Research Papers

Design of Nonperiodic Microarchitectured Materials That Achieve Graded Thermal Expansions

[+] Author and Article Information
Jonathan B. Hopkins

Mechanical and Aerospace Engineering,
University of California, Los Angeles,
Los Angeles, CA 90095
e-mail: hopkins@seas.ucla.edu

Lucas A. Shaw

Mechanical and Aerospace Engineering,
University of California, Los Angeles,
Los Angeles, CA 90095
e-mail: lukeshaw@ucla.edu

Todd H. Weisgraber

Materials Engineering Division,
Lawrence Livermore National Laboratory,
Livermore, CA 94550
e-mail: weisgraber2@llnl.gov

George R. Farquar

Materials Engineering Division,
Lawrence Livermore National Laboratory,
Livermore, CA 94550
e-mail: gfarquar@dnatrek.com

Chris D. Harvey

Materials Engineering Division,
Lawrence Livermore National Laboratory,
Livermore, CA 94550
e-mail: harvey1@llnl.gov

Christopher M. Spadaccini

Materials Engineering Division,
Lawrence Livermore National Laboratory,
Livermore, CA 94550
e-mail: spadaccini2@llnl.gov

1Corresponding author.

Manuscript received September 14, 2015; final manuscript received December 8, 2015; published online May 4, 2016. Assoc. Editor: Venkat Krovi.The United States Government retains, and by accepting the article for publication, the publisher acknowledges that the United States Government retains, a non-exclusive, paid-up, irrevocable, worldwide license to publish or reproduce the published form of this work, or allow others to do so, for United States government purposes.

J. Mechanisms Robotics 8(5), 051010 (May 04, 2016) (11 pages) Paper No: JMR-15-1265; doi: 10.1115/1.4032248 History: Received September 14, 2015; Revised December 08, 2015

The aim of this paper is to introduce an approach for optimally organizing a variety of nonrepeating compliant-mechanism-like unit cells within a large deformable lattice such that the bulk behavior of the lattice exhibits a desired graded change in thermal expansion while achieving a desired uniform stiffness over its geometry.

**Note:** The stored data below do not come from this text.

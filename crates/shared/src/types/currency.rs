//! Currency codes carried on companies and expenses.

use serde::{Deserialize, Serialize};

/// ISO 4217-shaped currency code: exactly three uppercase ASCII letters.
///
/// Whether a rate exists for the code is decided by the converter, not here,
/// so `XYZ` is a valid code that simply cannot be converted.
#[derive(Debug, Clone, Copy, PartialEq, Eq, Hash, PartialOrd, Ord, Serialize, Deserialize)]
#[serde(try_from = "String", into = "String")]
pub struct CurrencyCode([u8; 3]);

impl CurrencyCode {
    /// US Dollar.
    pub const USD: Self = Self(*b"USD");
    /// Euro.
    pub const EUR: Self = Self(*b"EUR");
    /// Pound Sterling.
    pub const GBP: Self = Self(*b"GBP");
    /// Indian Rupee.
    pub const INR: Self = Self(*b"INR");
    /// Japanese Yen.
    pub const JPY: Self = Self(*b"JPY");

    /// Parses a currency code, accepting lowercase input.
    ///
    /// # Errors
    ///
    /// Returns an error message if the input is not three ASCII letters.
    pub fn parse(s: &str) -> Result<Self, String> {
        let trimmed = s.trim();
        let bytes = trimmed.as_bytes();
        if bytes.len() != 3 || !bytes.iter().all(u8::is_ascii_alphabetic) {
            return Err(format!("Invalid currency code: {s}"));
        }
        Ok(Self([
            bytes[0].to_ascii_uppercase(),
            bytes[1].to_ascii_uppercase(),
            bytes[2].to_ascii_uppercase(),
        ]))
    }

    /// Returns the code as a string slice.
    #[must_use]
    pub fn as_str(&self) -> &str {
        // Only ASCII letters are ever stored.
        std::str::from_utf8(&self.0).unwrap_or("???")
    }
}

impl std::fmt::Display for CurrencyCode {
    fn fmt(&self, f: &mut std::fmt::Formatter<'_>) -> std::fmt::Result {
        f.write_str(self.as_str())
    }
}

impl std::str::FromStr for CurrencyCode {
    type Err = String;

    fn from_str(s: &str) -> Result<Self, Self::Err> {
        Self::parse(s)
    }
}

impl TryFrom<String> for CurrencyCode {
    type Error = String;

    fn try_from(value: String) -> Result<Self, Self::Error> {
        Self::parse(&value)
    }
}

impl From<CurrencyCode> for String {
    fn from(code: CurrencyCode) -> Self {
        code.as_str().to_string()
    }
}
//! Approval domain enums.
//!
//! Each enum round-trips through its lowercase database/API spelling via
//! `as_str` and `parse`.

use serde::{Deserialize, Serialize};
use std::fmt;

/// Expense status in the approval lifecycle.
///
/// The valid transitions are:
/// - Pending → Pending (advance to the next approver)
/// - Pending → Approved (last step, rule satisfied, auto-approval, override)
/// - Pending → Rejected (any rejection, override)
///
/// `Escalated` is reserved: no transition produces it and it is treated as
/// terminal.
#[derive(Debug, Clone, Copy, PartialEq, Eq, Hash, Serialize, Deserialize)]
#[serde(rename_all = "lowercase")]
pub enum ExpenseStatus {
    /// Awaiting a decision from the current approver.
    Pending,
    /// Approved, terminal.
    Approved,
    /// Rejected, terminal.
    Rejected,
    /// Reserved, terminal-equivalent.
    Escalated,
}

impl ExpenseStatus {
    /// Returns the string representation of the status.
    #[must_use]
    pub fn as_str(&self) -> &'static str {
        match self {
            Self::Pending => "pending",
            Self::Approved => "approved",
            Self::Rejected => "rejected",
            Self::Escalated => "escalated",
        }
    }

    /// Parses a status from a string.
    pub fn parse(s: &str) -> Option<Self> {
        match s.to_lowercase().as_str() {
            "pending" => Some(Self::Pending),
            "approved" => Some(Self::Approved),
            "rejected" => Some(Self::Rejected),
            "escalated" => Some(Self::Escalated),
            _ => None,
        }
    }

    /// Returns true once the expense can no longer change.
    #[must_use]
    pub fn is_terminal(&self) -> bool {
        !matches!(self, Self::Pending)
    }
}

impl fmt::Display for ExpenseStatus {
    fn fmt(&self, f: &mut fmt::Formatter<'_>) -> fmt::Result {
        write!(f, "{}", self.as_str())
    }
}

/// Action recorded in the approval history.
#[derive(Debug, Clone, Copy, PartialEq, Eq, Hash, Serialize, Deserialize)]
#[serde(rename_all = "lowercase")]
pub enum HistoryAction {
    /// Approver approved.
    Approved,
    /// Approver rejected.
    Rejected,
    /// Reserved.
    Escalated,
}

impl HistoryAction {
    /// Returns the string representation of the action.
    #[must_use]
    pub fn as_str(&self) -> &'static str {
        match self {
            Self::Approved => "approved",
            Self::Rejected => "rejected",
            Self::Escalated => "escalated",
        }
    }

    /// Parses an action from a string.
    pub fn parse(s: &str) -> Option<Self> {
        match s.to_lowercase().as_str() {
            "approved" => Some(Self::Approved),
            "rejected" => Some(Self::Rejected),
            "escalated" => Some(Self::Escalated),
            _ => None,
        }
    }
}

impl fmt::Display for HistoryAction {
    fn fmt(&self, f: &mut fmt::Formatter<'_>) -> fmt::Result {
        write!(f, "{}", self.as_str())
    }
}

/// Decision submitted by an approver or an admin override.
#[derive(Debug, Clone, Copy, PartialEq, Eq, Serialize, Deserialize)]
#[serde(rename_all = "lowercase")]
pub enum ApprovalDecision {
    /// Approve the expense.
    Approved,
    /// Reject the expense.
    Rejected,
}

impl ApprovalDecision {
    /// Parses a decision from a string.
    pub fn parse(s: &str) -> Option<Self> {
        match s.to_lowercase().as_str() {
            "approved" => Some(Self::Approved),
            "rejected" => Some(Self::Rejected),
            _ => None,
        }
    }

    /// History action recorded for this decision.
    #[must_use]
    pub const fn history_action(self) -> HistoryAction {
        match self {
            Self::Approved => HistoryAction::Approved,
            Self::Rejected => HistoryAction::Rejected,
        }
    }

    /// Terminal status this decision forces under an override.
    #[must_use]
    pub const fn terminal_status(self) -> ExpenseStatus {
        match self {
            Self::Approved => ExpenseStatus::Approved,
            Self::Rejected => ExpenseStatus::Rejected,
        }
    }
}

/// Kind of conditional approval rule.
#[derive(Debug, Clone, Copy, PartialEq, Eq, Hash, Serialize, Deserialize)]
#[serde(rename_all = "snake_case")]
pub enum RuleType {
    /// Approved once enough of the sequence has approved.
    Percentage,
    /// Approved once a named approver approves.
    SpecificApprover,
    /// Approved when either condition holds.
    Hybrid,
}

impl RuleType {
    /// Returns the string representation of the rule type.
    #[must_use]
    pub fn as_str(&self) -> &'static str {
        match self {
            Self::Percentage => "percentage",
            Self::SpecificApprover => "specific_approver",
            Self::Hybrid => "hybrid",
        }
    }

    /// Parses a rule type from a string.
    pub fn parse(s: &str) -> Option<Self> {
        match s.to_lowercase().as_str() {
            "percentage" => Some(Self::Percentage),
            "specific_approver" => Some(Self::SpecificApprover),
            "hybrid" => Some(Self::Hybrid),
            _ => None,
        }
    }

    /// Returns true if the rule needs `approval_percentage`.
    #[must_use]
    pub fn uses_percentage(&self) -> bool {
        matches!(self, Self::Percentage | Self::Hybrid)
    }

    /// Returns true if the rule needs `specific_approver_id`.
    #[must_use]
    pub fn uses_specific_approver(&self) -> bool {
        matches!(self, Self::SpecificApprover | Self::Hybrid)
    }
}

impl fmt::Display for RuleType {
    fn fmt(&self, f: &mut fmt::Formatter<'_>) -> fmt::Result {
        write!(f, "{}", self.as_str())
    }
}

/// User role within a company.
#[derive(Debug, Clone, Copy, PartialEq, Eq, Hash, Serialize, Deserialize)]
#[serde(rename_all = "lowercase")]
pub enum UserRole {
    /// Submits expenses.
    Employee,
    /// Submits and approves expenses.
    Manager,
    /// Full company administration.
    Admin,
}

impl UserRole {
    /// Parse a role from a string.
    pub fn parse(s: &str) -> Option<Self> {
        match s.to_lowercase().as_str() {
            "employee" => Some(Self::Employee),
            "manager" => Some(Self::Manager),
            "admin" => Some(Self::Admin),
            _ => None,
        }
    }

    /// Returns the string representation of the role.
    #[must_use]
    pub fn as_str(&self) -> &'static str {
        match self {
            Self::Employee => "employee",
            Self::Manager => "manager",
            Self::Admin => "admin",
        }
    }

    /// Managers and admins may act on expenses routed to them.
    #[must_use]
    pub fn can_approve(&self) -> bool {
        matches!(self, Self::Manager | Self::Admin)
    }
}

impl fmt::Display for UserRole {
    fn fmt(&self, f: &mut fmt::Formatter<'_>) -> fmt::Result {
        write!(f, "{}", self.as_str())
    }
}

Such lattices with nonrepeating unit cells, called nonperiodic microarchitectured materials, could be sandwiched between two materials with different thermal expansion coefficients to accommodate their different expansions and/or contractions induced by changing ambient temperatures. This capability would reduce system-level failures within robots, mechanisms, electronic modules, or other layered coatings or structures made of different materials with mismatched thermal expansion coefficients. The closed-form analytical equations are provided, which are necessary to rapidly calculate the bulk thermal expansion coefficient and Young's modulus of general multimaterial lattices that consist first of repeating unit cells of the same design (i.e., periodic microarchitectured materials). Then, these equations are utilized in an iterative way to generate different rows of repeating unit cells of the same design that are layered together to achieve nonperiodic microarchitectured material lattices such that their top and bottom rows achieve the same desired thermal expansion coefficients as the two materials between which the lattice is sandwiched. A matlab tool is used to generate images of the undeformed and deformed lattices to verify their behavior and an example is provided as a case study. The theory provided is also verified and validated using finite-element analysis (FEA) and experimentation.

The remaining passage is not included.